MLive is addressed in the article.

I lived in Ann Arbor when the old paper went under and after. MLive was and is
worse by a far margin. It’s always been of the same ilk as the low-quality,
corporate media consolidation going on across the country.

------
Joakal
The lack of news are going to destroy democracy everywhere because voters are
increasingly getting less and less alternative sources and eventually none.
Some new age media possibilities I had been thinking of:

1) Double politicians (or leftover politicians). Most of English speaking
world has left over votes with no representative, have politicians elected
with leftover votes. These are paid positions with no power. They will keep
the elected politicians in check and can do local journalism. Otherwise those
politicians who may get up to 50% of the vote, will stop working for those
potential voters by going back to their lives.

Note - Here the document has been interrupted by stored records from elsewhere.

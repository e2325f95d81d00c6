use chrono::{DateTime, Utc};
use serde::{Deserialize, Serialize};

use menuiserie_core::{ClientId, Entity, PostalAddress, ProjectId};

/// Client view model.
#[derive(Debug, Clone, PartialEq, Eq, Serialize, Deserialize)]
#[serde(rename_all = "camelCase")]
pub struct Client {
    pub id: ClientId,
    pub last_name: String,
    /// Empty when the client is known by last name only.
    pub first_name: String,
    pub company: Option<String>,
    pub email: String,
    pub phone: String,
    pub address: PostalAddress,
    pub notes: Option<String>,
    /// Denormalised list of project ids. Not authoritative: query projects by
    /// client for the real set.
    pub project_ids: Vec<ProjectId>,
    pub created_at: DateTime<Utc>,
    pub updated_at: DateTime<Utc>,
}

impl Client {
    /// "First Last", or just the last name when no first name is known.
    pub fn full_name(&self) -> String {
        let first = self.first_name.trim();
        if first.is_empty() {
            self.last_name.clone()
        } else {
            format!("{first} {}", self.last_name)
        }
    }

    /// Name to show in lists: the company when there is one, the person otherwise.
    pub fn display_name(&self) -> String {
        match self.company.as_deref().map(str::trim) {
            Some(company) if !company.is_empty() => company.to_string(),
            _ => self.full_name(),
        }
    }
}

impl Entity for Client {
    type Id = ClientId;

    fn id(&self) -> &Self::Id {
        &self.id
    }
}

/// Payload for creating a client.
#[derive(Debug, Clone, PartialEq, Eq, Serialize, Deserialize)]
#[serde(rename_all = "camelCase")]
pub struct NewClient {
    pub last_name: String,
    #[serde(default)]
    pub first_name: Option<String>,
    #[serde(default)]
    pub company: Option<String>,
    pub email: String,
    pub phone: String,
    pub address: PostalAddress,
}

/// Partial update of a client. `None` leaves the field untouched.
///
/// `company: Some(None)` clears the company.
#[derive(Debug, Clone, Default, PartialEq, Eq, Serialize, Deserialize)]
#[serde(rename_all = "camelCase")]
pub struct ClientPatch {
    pub last_name: Option<String>,
    pub first_name: Option<String>,
    pub company: Option<Option<String>>,
    pub email: Option<String>,
    pub phone: Option<String>,
    pub address: Option<PostalAddress>,
}

impl ClientPatch {
    pub fn is_empty(&self) -> bool {
        self.last_name.is_none()
            && self.first_name.is_none()
            && self.company.is_none()
            && self.email.is_none()
            && self.phone.is_none()
            && self.address.is_none()
    }
}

2) Citizen news. Government allows citizens to post anything on their personal
blogs/columns/newspapers. It has the side effect of being historical because,
the government will forever host it vs losing information when the
company/individual no longer hosts it for whatever reason. Registration is
simply getting username/password from local government with ID.

Both of these require that the government recognise that some information is
better than nothing and an essential need if there is have democracy. To do
otherwise, is to let evil continue under the veil (Corruption, abuse, etc).
Those who would be against 'information needs to be free and widely
available', you guessed it, evil.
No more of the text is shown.